24 Mar 2026 🔖 devops security
💬 EN

Table of Contents

A malware author named TeamPCP has been hacking GitHub Actions plugins authored by static application security testing (“SAST”) tool vendors. It looks like they hit Trivy earlier this week (CVE identifier CVE-2026-33634), and just hit Checkmarx’s checkmarx/ast-github-action and checkmarx/kics-github-action GitHub Actions plugins yesterday. Here’s what I’ve been able to glean so far about the blast zone.


Big blast zone; smallish time window?

  • From deciphering news reports, it looks like the whole thing both blew up and got remediated, on the Checkmarx side, this week?

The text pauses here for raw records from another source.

impl BreakService {
    pub fn new(db: Db, notifier: EmailNotifier, frontend_url: String) -> Self {
        Self {
            db,
            notifier,
            frontend_url,
        }
    }

    /// Start a break of `duration_minutes`.
    ///
    /// Gates, in order: session exists and is live and started, session long
    /// enough for break mode, unlock delay elapsed, caller joined, no break
    /// already active.
    pub fn start_break(
        &self,
        session_id: &str,
        user_id: &str,
        duration_minutes: i64,
    ) -> Result<()> {
        if !(MIN_BREAK_MINUTES..=MAX_BREAK_MINUTES).contains(&duration_minutes) {
            return Err(AppError::Validation(
                "durationMinutes must be between 1 and 240".to_string(),
            ));
        }

        let session = self
            .db
            .get_session(session_id)?
            .ok_or_else(|| AppError::NotFound("Session not found.".to_string()))?;
        if session.is_ended() {
            return Err(AppError::InvalidState("Session already ended.".to_string()));
        }
        let started_at = session
            .started_at
            .as_deref()
            .and_then(parse_utc_rfc3339)
            .ok_or_else(|| {
                AppError::InvalidState("Session has not started yet.".to_string())
            })?;
        if session.duration_seconds.unwrap_or(0) < MIN_BREAK_ELIGIBLE_SECONDS {
            return Err(AppError::InvalidState(
                "Break mode is available only for sessions of 3 hours or longer.".to_string(),
            ));
        }

        let now = Utc::now();
        let unlock_at = started_at + Duration::seconds(BREAK_UNLOCK_DELAY_SECONDS);
        if unlock_at > now {
            return Err(AppError::BreakLocked {
                unlock_in_seconds: seconds_between(now, unlock_at),
            });
        }

        let entry = self.participant(session_id, user_id)?;

        let ends_at = now + Duration::minutes(duration_minutes);
        let started = self.db.start_break(
            &entry.id,
            &format_utc_rfc3339(now),
            &format_utc_rfc3339(ends_at),
        )?;
        if !started {
            return Err(AppError::InvalidState("Break is already active.".to_string()));
        }

        tracing::info!(session_id, user_id, duration_minutes, "Break started");
        Ok(())
    }

    /// Extend the active break by one fixed relaxation grant.
    pub fn extend_break(&self, session_id: &str, user_id: &str) -> Result<()> {
        let entry = self.participant(session_id, user_id)?;
        let session = self
            .db
            .get_session(session_id)?
            .ok_or_else(|| AppError::NotFound("Session not found.".to_string()))?;
        if session.is_ended() {
            return Err(AppError::InvalidState("Session already ended.".to_string()));
        }
        if !entry.break_active {
            return Err(AppError::InvalidState(
                "No active break to extend.".to_string(),
            ));
        }
        if entry.break_relaxations_used >= MAX_RELAXATIONS {
            return Err(AppError::InvalidState(
                "Relaxation limit reached.".to_string(),
            ));
        }

        // Extend from the later of the current deadline and now, so an
        // already-overdue break gets the full five minutes.
        let now = Utc::now();
        let base = entry
            .break_ends_at
            .as_deref()
            .and_then(parse_utc_rfc3339)
            .map_or(now, |ends| ends.max(now));
        let new_ends_at = base + Duration::minutes(EXTENSION_MINUTES);

        let extended =
            self.db
                .extend_break(&entry.id, &format_utc_rfc3339(new_ends_at), MAX_RELAXATIONS)?;
        if !extended {
            // Lost a race against a concurrent extend or return.
            return Err(AppError::InvalidState(
                "Relaxation limit reached.".to_string(),
            ));
        }

        tracing::info!(
            session_id,
            user_id,
            relaxations_used = entry.break_relaxations_used + 1,
            "Break extended"
        );
        Ok(())
    }

    /// Return from the active break. An overdue return must state a recovery
    /// action; a clean return earns the reliability bonus.
    pub fn return_from_break(
        &self,
        session_id: &str,
        user_id: &str,
        recovery_action: Option<&str>,
    ) -> Result<ReturnOutcome> {
        let entry = self.participant(session_id, user_id)?;
        if !entry.break_active {
            return Err(AppError::InvalidState(
                "No active break to return from.".to_string(),
            ));
        }

        let now = Utc::now();
        let paused_seconds = entry
            .break_started_at
            .as_deref()
            .and_then(parse_utc_rfc3339)
            .map_or(0, |started| seconds_between(started, now));
        let overdue_seconds = entry
            .break_ends_at
            .as_deref()
            .and_then(parse_utc_rfc3339)
            .map_or(0, |ends| seconds_between(ends, now));

        let is_recovery_return = overdue_seconds > 0;
        let recovery_action = recovery_action.map(str::trim).unwrap_or_default();
        if is_recovery_return && recovery_action.is_empty() {
            return Err(AppError::Validation(
                "Recovery action is required when returning after overdue break.".to_string(),
            ));
        }

        let finished = self.db.finish_break(&entry.id, paused_seconds)?;
        if !finished {
            return Err(AppError::InvalidState(
                "No active break to return from.".to_string(),
            ));
        }

        // Recovery does not restore the reliability already lost at
        // escalation time; only a clean return earns the bonus.
        self.db.apply_return_scoring(
            user_id,
            !is_recovery_return,
            &format_utc_rfc3339(now),
        )?;

        tracing::info!(
            session_id,
            user_id,
            overdue_seconds,
            recovery = is_recovery_return,
            "Returned from break"
        );

        Ok(ReturnOutcome {
            overdue_seconds,
            recovery_applied: is_recovery_return,
        })
    }

    /// Escalate an overdue break, at most once per episode.
    ///
    /// Non-escalating calls are successes with a skip reason so clients can
    /// poll. Notification failures never fail the transition.
    pub async fn escalate(
        &self,
        session_id: &str,
        user_id: &str,
        user_name: &str,
        user_email: Option<&str>,
    ) -> Result<EscalationOutcome> {
        let entry = self.participant(session_id, user_id)?;

        // An ended session terminates the break cycle; nothing to escalate.
        // Keeps the endpoint consistent with the sweep, which also skips
        // ended sessions.
        let session_ended = self
            .db
            .get_session(session_id)?
            .is_none_or(|session| session.is_ended());
        if session_ended || !entry.break_active {
            return Ok(EscalationOutcome::skipped(EscalationSkip::BreakNotActive));
        }
        let now = Utc::now();
        let overdue = entry
            .break_ends_at
            .as_deref()
            .and_then(parse_utc_rfc3339)
            .is_some_and(|ends| ends < now);
        if !overdue {
            return Ok(EscalationOutcome::skipped(EscalationSkip::BreakNotOverdue));
        }
        if entry.break_escalated_at.is_some() {
            return Ok(EscalationOutcome::skipped(EscalationSkip::AlreadyEscalated));
        }

        self.commit_escalation(session_id, &entry.id, user_id, user_name, user_email)
            .await
    }

    /// CAS the escalation marker, apply the penalty, then notify.
    async fn commit_escalation(
        &self,
        session_id: &str,
        participant_id: &str,
        user_id: &str,
        user_name: &str,
        user_email: Option<&str>,
    ) -> Result<EscalationOutcome> {
        let now = format_utc_rfc3339(Utc::now());
        let marked = self.db.mark_break_escalated(participant_id, &now)?;
        if !marked {
            // Another detector (poll or sweep) got here first.
            return Ok(EscalationOutcome::skipped(EscalationSkip::AlreadyEscalated));
        }

        self.db.apply_escalation_penalty(user_id, &now)?;
        tracing::info!(session_id, user_id, "Break escalated");

        // Escalation state is committed; everything below is best-effort.
        let session_url = format!(
            "{}/focus-sessions/{}",
            self.frontend_url,
            urlencoding::encode(session_id)
        );

        let mut email_sent = false;
        if let Some(email) = user_email {
            email_sent = self
                .notifier
                .send(
                    email,
                    "FocusFlow: Break over, get back to work",
                    &format!("Your break is over. Return to your session: {}", session_url),
                    &format!(
                        "<p>Your break is over.</p><p><a href=\"{}\">Return to FocusFlow session</a></p>",
                        session_url
                    ),
                )
                .await;
        }

        let group_alerts_sent = self
            .send_group_alerts(session_id, user_name, user_email, &session_url)
            .await;

        Ok(EscalationOutcome {
            escalated: true,
            reason: None,
            email_sent,
            group_alerts_sent,
        })
    }

    /// Alert the other admins of the linked team's group, if any.
    async fn send_group_alerts(
        &self,
        session_id: &str,
        user_name: &str,
        user_email: Option<&str>,
        session_url: &str,
    ) -> u32 {
        let (session_name, team_session_id) = match self.db.get_session(session_id) {
            Ok(Some(session)) => (session.name, session.team_session_id),
            Ok(None) => return 0,
            Err(err) => {
                tracing::warn!(session_id, error = %err, "Group alert session lookup failed");
                return 0;
            }
        };
        let Some(team_id) = team_session_id else {
            return 0;
        };

        let admin_emails = match self.db.group_admin_emails(&team_id) {
            Ok(emails) => emails,
            Err(err) => {
                tracing::warn!(session_id, error = %err, "Group alert admin lookup failed");
                return 0;
            }
        };

        let triggering = user_email.map(str::to_lowercase);
        let mut sent = 0;
        for email in admin_emails {
            let email = email.trim().to_string();
            if email.is_empty() || Some(email.to_lowercase()) == triggering {
                continue;
            }
            let delivered = self
                .notifier
                .send(
                    &email,
                    "FocusFlow Group Alert: Member overdue from break",
                    &format!(
                        "{} is overdue from break in session \"{}\". {}",
                        user_name, session_name, session_url
                    ),
                    &format!(
                        "<p><strong>{}</strong> is overdue from break in session <strong>{}</strong>.</p><p><a href=\"{}\">Open session</a></p>",
                        user_name, session_name, session_url
                    ),
                )
                .await;
            if delivered {
                sent += 1;
            }
        }
        sent
    }

    /// One pass of the server-side overdue sweep: run the same escalation
    /// transition for every overdue, unescalated break in a live session.
    /// Returns how many breaks escalated.
    pub async fn sweep_once(&self) -> Result<u32> {
        let now = format_utc_rfc3339(Utc::now());
        let overdue = self.db.list_overdue_breaks(&now)?;

        let mut escalated = 0;
        for OverdueBreak {
            session_id,
            participant_id,
            user_id,
        } in overdue
        {
            let user = self.db.get_user(&user_id)?;
            let (user_name, user_email) = match &user {
                Some(u) => (
                    u.name.clone().unwrap_or_else(|| user_id.clone()),
                    u.email.clone(),
                ),
                None => (user_id.clone(), None),
            };

            match self
                .commit_escalation(
                    &session_id,
                    &participant_id,
                    &user_id,
                    &user_name,
                    user_email.as_deref(),
                )
                .await
            {
                Ok(outcome) if outcome.escalated => escalated += 1,
                Ok(_) => {}
                Err(err) => {
                    tracing::warn!(
                        session_id = %session_id,
                        user_id = %user_id,
                        error = %err,
                        "Sweep escalation failed"
                    );
                }
            }
        }

        if escalated > 0 {
            tracing::info!(escalated, "Overdue-break sweep escalated participants");
        }
        Ok(escalated)
    }

    /// Run the sweep forever on a fixed interval. Spawned at startup.
    pub async fn run_sweeper(self, interval_seconds: u64) {
        let mut ticker =
            tokio::time::interval(std::time::Duration::from_secs(interval_seconds.max(1)));
        ticker.set_missed_tick_behavior(tokio::time::MissedTickBehavior::Delay);
        loop {
            ticker.tick().await;
            if let Err(err) = self.sweep_once().await {
                tracing::warn!(error = %err, "Overdue-break sweep failed");
            }
        }
    }

    fn participant(&self, session_id: &str, user_id: &str) -> Result<Participant> {
        self.db
            .get_participant(session_id, user_id)?
            .ok_or_else(|| AppError::InvalidState("Join the session first.".to_string()))
    }
}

So if your enterprise has a pretty slow cadence of editing source code and haven’t even run ast-github-action or kics-github-action in weeks against most of your repos, maybe start by focusing on figuring out exactly which GitHub repositories’ GitHub Actions workflows actually ran during the time that the action was delivering infected versions.
  • If lots of repos run it really regularly, well, I’m sorry, because the blast zone looks pretty huge.

Either way, call a meeting to triage whether to start with “how likely is it this ran?” vs. “we presume it ran everywhere; now what,” etc.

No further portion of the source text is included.